Lagi, Gajah Liar Tewas Diracun
Seekor gajah liar ditemukan mati mengenaskan di kawasan Desa Pante Kuyun, Kecamatan Setia Bakti, Kabupaten Aceh Jaya.
"Diduga setelah mati belalainya dipotong dan gadingnya diambil," sebut Mukhtar, Komandan Ranger Conservation Rescue Unit Sampoiniet, Aceh Jaya, Kamis (17/5/2012).
Belalai gajah ditemukan terpaut hanya beberapa meter dari bangkai tubuh sang gajah. Menurut Mukhtar, gajah sumatera yang ditemukan tewas ini berusia 20 tahun dan diduga mati setelah memakan racun yang disebar di sekitar pepohonan dan rerumputan yang biasa menjadi konsumsi gajah disekitar kawasan hutan dan perkebunan. " Hal ini diketahui dari kondisi tubuh gajah yang terlihat membiru dan juga dari kondisi feses (kotoran) gajah," katanya.
Mukhtar menyebutkan, penyebab kematian gajah jantan ini tidak jauh berbeda dari kematian seekor gajah betina yang diperkirakan berusia 18 tahun, yang terjadi pada akhir April yang lalu. Gajah betina tersebut juga ditemukan tewas dikawasan perkebunan sawit di Kecamatan Sampoiniet, Kabupaten Aceh Jaya.
Dalam sebulan terakhir, dua ekor gajah ditemukan tewas di kecamatan ini, dengan sebab yang sama.
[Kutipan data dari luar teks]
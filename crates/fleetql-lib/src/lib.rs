//! fleetql: RSQL-style filter engine for device-fleet entities.
//!
//! # Example
//!
//! ```
//! use fleetql_lib::{EngineConfig, Filter};
//! use fleetql_lib::compile::Database;
//!
//! let config = EngineConfig::default();
//! let catalog = fleetql_catalogs::target();
//! let filter = Filter::parse("name==edge* and updatestatus=in=(pending,error)", &config)
//!     .unwrap()
//!     .bind(&catalog)
//!     .unwrap();
//!
//! assert_eq!(
//!     filter.print(),
//!     r#"NAME=="edge*" && UPDATESTATUS=in=("pending","error")"#
//! );
//! let sql = filter.to_store(Database::Postgres).to_sql();
//! assert!(sql.sql.starts_with("UPPER(sp_target.name) LIKE $1"));
//! ```

#![cfg_attr(coverage_nightly, feature(coverage_attribute))]

pub mod bind;
pub mod compile;
pub mod config;
pub mod diagnostics;
pub mod macros;
pub mod oracle;
pub mod parser;
pub mod printer;
pub mod query;

#[cfg(test)]
mod config_tests;
#[cfg(test)]
mod printer_tests;
#[cfg(test)]
mod test_support;

use rowan::TextRange;

pub use config::{ConfigError, EngineConfig, Generation, PollingConfig};
pub use diagnostics::{DiagnosticKind, Diagnostics, DiagnosticsPrinter};
pub use query::{BoundFilter, Filter};

use diagnostics::DiagnosticMessage;

macro_rules! located_error {
    ($(#[$meta:meta])* $name:ident) => {
        $(#[$meta])*
        #[derive(Debug, Clone, PartialEq, Eq, thiserror::Error)]
        #[error("{message} at {}..{}", u32::from(.range.start()), u32::from(.range.end()))]
        pub struct $name {
            kind: DiagnosticKind,
            message: String,
            range: TextRange,
            fragment: String,
        }

        impl $name {
            pub fn kind(&self) -> DiagnosticKind {
                self.kind
            }

            pub fn message(&self) -> &str {
                &self.message
            }

            pub fn range(&self) -> TextRange {
                self.range
            }

            /// Offending part of the filter text. Empty when the error sits at the end of input.
            pub fn fragment(&self) -> &str {
                &self.fragment
            }

            /// Render against the filter text the error was produced from.
            pub fn render(&self, source: &str, colored: bool) -> String {
                self.to_diagnostics().printer(source).colored(colored).render()
            }

            pub fn to_diagnostics(&self) -> Diagnostics {
                let mut diagnostics = Diagnostics::new();
                diagnostics
                    .report(self.kind, self.range)
                    .with_message(self.message.clone())
                    .emit();
                diagnostics
            }
        }
    };
}

located_error! {
    /// Grammar violation: the text is not a well-formed filter.
    SyntaxError
}

located_error! {
    /// Well-formed filter rejected by the field catalog.
    FieldError
}

impl SyntaxError {
    pub(crate) fn from_message(msg: &DiagnosticMessage, source: &str) -> Self {
        Self {
            kind: msg.kind(),
            message: msg.message().to_string(),
            range: msg.range(),
            fragment: fragment(source, msg.range()),
        }
    }
}

impl FieldError {
    /// Error whose message follows the kind's template.
    pub(crate) fn new(
        kind: DiagnosticKind,
        detail: Option<&str>,
        range: TextRange,
        fragment: impl Into<String>,
    ) -> Self {
        Self {
            kind,
            message: kind.message(detail),
            range,
            fragment: fragment.into(),
        }
    }

    /// Re-slice the fragment from the text the range refers to.
    pub(crate) fn with_source(mut self, source: &str) -> Self {
        self.fragment = fragment(source, self.range);
        self
    }
}

/// Errors returned by every operation that accepts filter text.
#[derive(Debug, Clone, PartialEq, Eq, thiserror::Error)]
pub enum FilterError {
    #[error("syntax error: {0}")]
    Syntax(#[from] SyntaxError),

    #[error("field error: {0}")]
    Field(#[from] FieldError),
}

impl FilterError {
    pub fn kind(&self) -> DiagnosticKind {
        match self {
            FilterError::Syntax(e) => e.kind(),
            FilterError::Field(e) => e.kind(),
        }
    }

    pub fn message(&self) -> &str {
        match self {
            FilterError::Syntax(e) => e.message(),
            FilterError::Field(e) => e.message(),
        }
    }

    pub fn range(&self) -> TextRange {
        match self {
            FilterError::Syntax(e) => e.range(),
            FilterError::Field(e) => e.range(),
        }
    }

    pub fn fragment(&self) -> &str {
        match self {
            FilterError::Syntax(e) => e.fragment(),
            FilterError::Field(e) => e.fragment(),
        }
    }

    pub fn is_syntax(&self) -> bool {
        matches!(self, FilterError::Syntax(_))
    }

    pub fn render(&self, source: &str, colored: bool) -> String {
        match self {
            FilterError::Syntax(e) => e.render(source, colored),
            FilterError::Field(e) => e.render(source, colored),
        }
    }

    pub fn to_diagnostics(&self) -> Diagnostics {
        match self {
            FilterError::Syntax(e) => e.to_diagnostics(),
            FilterError::Field(e) => e.to_diagnostics(),
        }
    }
}

fn fragment(source: &str, range: TextRange) -> String {
    let end = usize::from(range.end()).min(source.len());
    let start = usize::from(range.start()).min(end);
    source.get(start..end).unwrap_or_default().to_string()
}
Kawasan kecamatan ini memang sering didatangi gajah liar, akibat makin sempitnya lahan hutan tempat habitat gajah, karena pembukaan perkebunan sawit.
Sejumlah daerah di Aceh sering terjadi konflik antara gajah dan manusia. Saat ini hanya tersisa sekitar 400-500 populasi gajah sumatera liar di propinsi Aceh.